Continuing this series of activities, the International Coffee Conference was held in Hanoi on March 26, 2026, with the participation of representatives from 21 diplomatic delegations, along with organizations, businesses, and industry experts. At the event, the Global Coffee Alliance (GCA) was signed as a collaborative platform to connect stakeholders across the coffee value chain, aiming for sustainable development and increased value for the global coffee industry.

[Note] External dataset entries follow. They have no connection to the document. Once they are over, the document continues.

//! Static assets embedded at compile time and emitted in the global phase.

use crate::error::BuildResult;
use crate::queue::Artifact;

pub const STYLE_LIGHT: &str = include_str!("../resources/style_light.css");
pub const STYLE_DARK: &str = include_str!("../resources/style_dark.css");
pub const SEARCH_JS: &str = include_str!("../resources/scripts/search.js");
pub const CHART_JS: &str = include_str!("../resources/scripts/chart.js");
pub const STORYTIMECHART_JS: &str = include_str!("../resources/scripts/storytimechart.js");
pub const FAVICON_PNG: &[u8] = include_bytes!("../resources/favicon.png");

/// The fixed asset artifacts every ZIM carries.
pub fn asset_artifacts() -> BuildResult<Vec<Artifact>> {
    Ok(vec![
        Artifact::stylesheet("style_light.css", "Stylesheet (light)", STYLE_LIGHT),
        Artifact::stylesheet("style_dark.css", "Stylesheet (dark)", STYLE_DARK),
        Artifact::script("scripts/search.js", "Search script", SEARCH_JS),
        Artifact::script("scripts/chart.js", "Chart helpers", CHART_JS),
        Artifact::script(
            "scripts/storytimechart.js",
            "Story update chart script",
            STORYTIMECHART_JS,
        ),
        Artifact::png("favicon.png", "Favicon (PNG)", FAVICON_PNG),
    ])
}

#[cfg(test)]
mod tests {
    use super::*;

    #[test]
    fn assets_cover_the_fixed_layout() {
        let artifacts = asset_artifacts().unwrap();
        let paths: Vec<&str> = artifacts.iter().map(|a| a.path.as_str()).collect();
        for path in [
            "style_light.css",
            "style_dark.css",
            "scripts/search.js",
            "scripts/chart.js",
            "scripts/storytimechart.js",
            "favicon.png",
        ] {
            assert!(paths.contains(&path), "missing {}", path);
        }
    }

    #[test]
    fn shared_assets_are_dedupable() {
        for artifact in asset_artifacts().unwrap() {
            assert!(artifact.dedup, "{} should be dedup-hinted", artifact.path);
        }
    }

    #[test]
    fn favicon_is_a_png() {
        assert_eq!(&FAVICON_PNG[..8], b"\x89PNG\r\n\x1a\n");
    }

    #[test]
    fn client_slug_function_matches_server() {
        // the critical line the client must carry verbatim
        assert!(SEARCH_JS.contains("name.split(\" \").join(\"+\").split(\"/\").join(\"__\")"));
    }

    #[test]
    fn client_constants_match_server() {
        assert!(SEARCH_JS.contains("STORIES_PER_PAGE = 20"));
        assert!(SEARCH_JS.contains("MAX_AUTOCOMPLETE = 10"));
    }
}
impl Interner {
    pub fn intern(&mut self, name: &str) -> Sym {
        if let Some(&sym) = self.lookup.get(name) {
            return sym;
        }
        let sym = self.names.len() as Sym;
        self.names.push(name.to_string());
        self.lookup.insert(name.to_string(), sym);
        sym
    }

    pub fn get(&self, name: &str) -> Option<Sym> {
        self.lookup.get(name).copied()
    }

    pub fn resolve(&self, sym: Sym) -> &str {
        &self.names[sym as usize]
    }

    pub fn len(&self) -> usize {
        self.names.len()
    }

    pub fn is_empty(&self) -> bool {
        self.names.is_empty()
    }
}

/// Identifies one aggregation scope.
#[derive(Debug, Clone, Copy, PartialEq, Eq, Hash)]
pub enum ScopeKey {
    Global,
    Publisher(Sym),
    Author { publisher: Sym, name: Sym },
    Tag { kind: TagKind, name: Sym },
    Category { publisher: Sym, name: Sym },
    Series { publisher: Sym, name: Sym },
}

/// Borrowed scope address used for snapshot lookups.
#[derive(Debug, Clone, Copy)]
pub enum ScopeRef<'a> {
    Global,
    Publisher(&'a str),
    Author { publisher: &'a str, name: &'a str },
    Tag { kind: TagKind, name: &'a str },
    Category { publisher: &'a str, name: &'a str },
    Series { publisher: &'a str, name: &'a str },
}

/// Month key: `year * 12 + month0`.
fn month_key(date: NaiveDate) -> u32 {
    date.year() as u32 * 12 + date.month0()
}

fn month_label(key: u32) -> String {
    format!("{:04}-{:02}", key / 12, key % 12 + 1)
}

#[derive(Default)]
struct ScopeAccum {
    stories: u64,
    words: u64,
    chapters: u64,
    /// month -> (published count, updated count)
    months: FxHashMap<u32, (u64, u64)>,
}

impl ScopeAccum {
    fn observe(&mut self, summary: &StorySummary) {
        self.stories += 1;
        self.words += summary.total_words;
        self.chapters += u64::from(summary.num_chapters);
        self.months.entry(month_key(summary.published)).or_default().0 += 1;
        self.months.entry(month_key(summary.updated)).or_default().1 += 1;
    }
}

/// Per-scope counts exposed by the snapshot.
#[derive(Debug, Clone, Copy, PartialEq, Eq)]
pub struct ScopeCounts {
    pub stories: u64,
    pub words: u64,
    pub chapters: u64,
}
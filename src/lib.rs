//! ZimFiction: render fanfiction archive dumps into a self-contained,
//! browsable offline ZIM bundle.
//!
//! The build stage is a phased pipeline over a read-only entity store:
//!
//! 1. **Stories** -- one page per chapter, chapter listings, preview JSON,
//!    per-story redirects; in parallel, a single reducer thread folds one
//!    observation per story into the aggregation tables
//! 2. **Authors** -- paginated story lists, alt-identity links, chart data
//! 3. **Series** -- ordered member pages and chart data
//! 4. **Tags & categories** -- paginated lists, statistics pages, and the
//!    sharded static search corpora the in-ZIM search script consumes
//! 5. **Publishers** -- landing pages and category listings
//! 6. **Global** -- landing, statistics, info pages and fixed assets
//!
//! # Architecture
//!
//! - **Streaming planning** -- jobs are streamed into a bounded channel,
//!   never materialized as a full list
//! - **Backpressure** -- render workers block on a bounded artifact queue
//!   when the single ZIM writer thread cannot keep up
//! - **Commutative aggregation** -- all cross-references are reductions
//!   over interned symbols, sealed into an immutable snapshot after the
//!   story phase
//! - **Native container writer** -- clusters are zstd-compressed and
//!   spilled to a temp file; the output appears under its final name only
//!   after the checksum is in place
//!
//! # Key Modules
//!
//! - [`store`] -- read-only entity store contract and the JSON-lines backend
//! - [`plan`] -- phase-ordered job enumeration and slug collision checks
//! - [`worker`] -- render worker loop
//! - [`pages`] / [`templates`] -- page rendering and the closed filter set
//! - [`search`] -- per-scope search header/shard emission
//! - [`aggregate`] -- interner, histograms, statistics, snapshot
//! - [`queue`] -- artifacts and the bounded writer queue
//! - [`zim`] -- ZIM container writer and verification reader
//! - [`builder`] -- orchestration, cancellation and reporting

pub mod aggregate;
pub mod assets;
pub mod builder;
pub mod cli;
pub mod config;
pub mod error;
pub mod html;
pub mod logging;
pub mod models;
pub mod pages;
pub mod pagination;
pub mod plan;
pub mod queue;
pub mod search;
pub mod slug;
pub mod stats;
pub mod store;
pub mod templates;
pub mod util;
pub mod worker;
pub mod zim;
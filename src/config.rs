/// Number of stories shown on one list page (authors, tags, categories).
/// The client search script paginates results with the same constant.
pub const STORIES_PER_PAGE: usize = 20;

/// Number of categories shown on one publisher category listing page.
pub const CATEGORIES_PER_PAGE: usize = 50;

/// Number of story keys bundled into a single render job.
pub const STORIES_PER_TASK: usize = 64;

/// Max number of outstanding jobs in a phase's job queue.
pub const MAX_OUTSTANDING_JOBS: usize = 1024;

/// Artifact queue capacity per render worker (backpressure bound).
pub const ARTIFACTS_PER_WORKER: usize = 4;

/// Aggregator contribution channel capacity.
pub const MAX_CONTRIBUTION_BACKLOG: usize = 512;

/// Default number of records per search_content_<i>.json shard.
/// Keeps a shard around 200-500 KiB uncompressed.
pub const SEARCH_SHARD_SIZE: usize = 500;

/// Scopes with fewer stories get no search index (the UI hides the button).
pub const SEARCH_MIN_STORIES: usize = 5;

/// Scopes with more stories than this get no search index.
pub const SEARCH_MAX_STORIES: usize = 50_000;

/// Uncompressed size at which a ZIM cluster is flushed.
pub const CLUSTER_SIZE: usize = 2 * 1024 * 1024;

/// zstd level used for ZIM cluster compression.
pub const CLUSTER_ZSTD_LEVEL: i32 = 3;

At the same time, several long-term orientations related to the Global Coffee Heritage ecosystem were also mentioned, including the development of sustainable coffee-growing regions, international trade connectivity, and integrated coffee economy models. These initiatives were regarded as part of broader efforts to reposition the role of Vietnamese coffee within the global supply chain.

Awards and Recognition

Throughout her career, Ms Lê Hoàng Diệp Thảo has received numerous recognitions from domestic and international organizations for her contributions to the development of the coffee industry. She was the first Vietnamese speaker invited to deliver a presentation at the Allegra World Coffee Portal CEO Forum held in Los Angeles, USA. In terms of industry association roles, she was elected Vice Chairwoman of the Vietnam Coffee – Cocoa Association for the 2017–2020 term.

In 2020, she received the “The Most Admired CEO in Vietnam” award in the Food & Beverage category from Global Brands Magazine (UK). In 2022, she was further honored with the “Vietnamese Entrepreneur of the Year” award presented by Global Business Review (UAE).

In 2023, she was selected by the International Finance Corporation (IFC) for the “Top 50 Global Professional & Career Women” list, recognizing her contributions to business activities and the advancement of women's roles in the economy.

Alongside her business activities, she has also participated in implementing community initiatives such as Women Can Do and Happy Farmers, aimed at supporting women entrepreneurs and promoting sustainable development for farmers, thereby contributing to the spread of social values associated with the coffee industry.

Community and Social Activities

In addition to her business activities, Lê Hoàng Diệp Thảo has participated in and implemented various community initiatives in the fields of livelihood support, education, and social welfare. One notable example is the Women Can Do initiative, which aims to support women entrepreneurs and enhance personal financial capabilities.

Community programs implemented by her and her businesses have been carried out in many localities, focusing on supporting ethnic minority communities, coffee farmers, students, and disadvantaged groups. In addition, educational programs, scholarships, charitable activities for children, and initiatives supporting local communities have been maintained on a regular basis.

During the pandemic period, her business implemented support activities involving medical supplies and essential goods, including face masks, protective equipment, ventilators, food, and other necessities. The company also provided support to quarantine facilities, hospitals, and frontline forces in several localities.

Several activities related to the coffee industry were also mentioned by the media in the context of community connection and multilateral cooperation, particularly through initiatives and events within the frameworks of Global Coffee Heritage and Global Coffee Alliance.

Views and Public Statements

In media activities and industry forums, Lê Hoàng Diệp Thảo has frequently shared her views on enhancing the position of the Vietnamese coffee industry in international markets, emphasizing the goal of building Vietnamese coffee brands capable of competing with global enterprises.

She has also discussed business development thinking in the context of changing market conditions, expressing the view that businesses need to proactively adapt and broaden their vision in order to overcome challenges. In addition, her public statements often encourage a proactive mindset, particularly among women participating in business and building financial independence.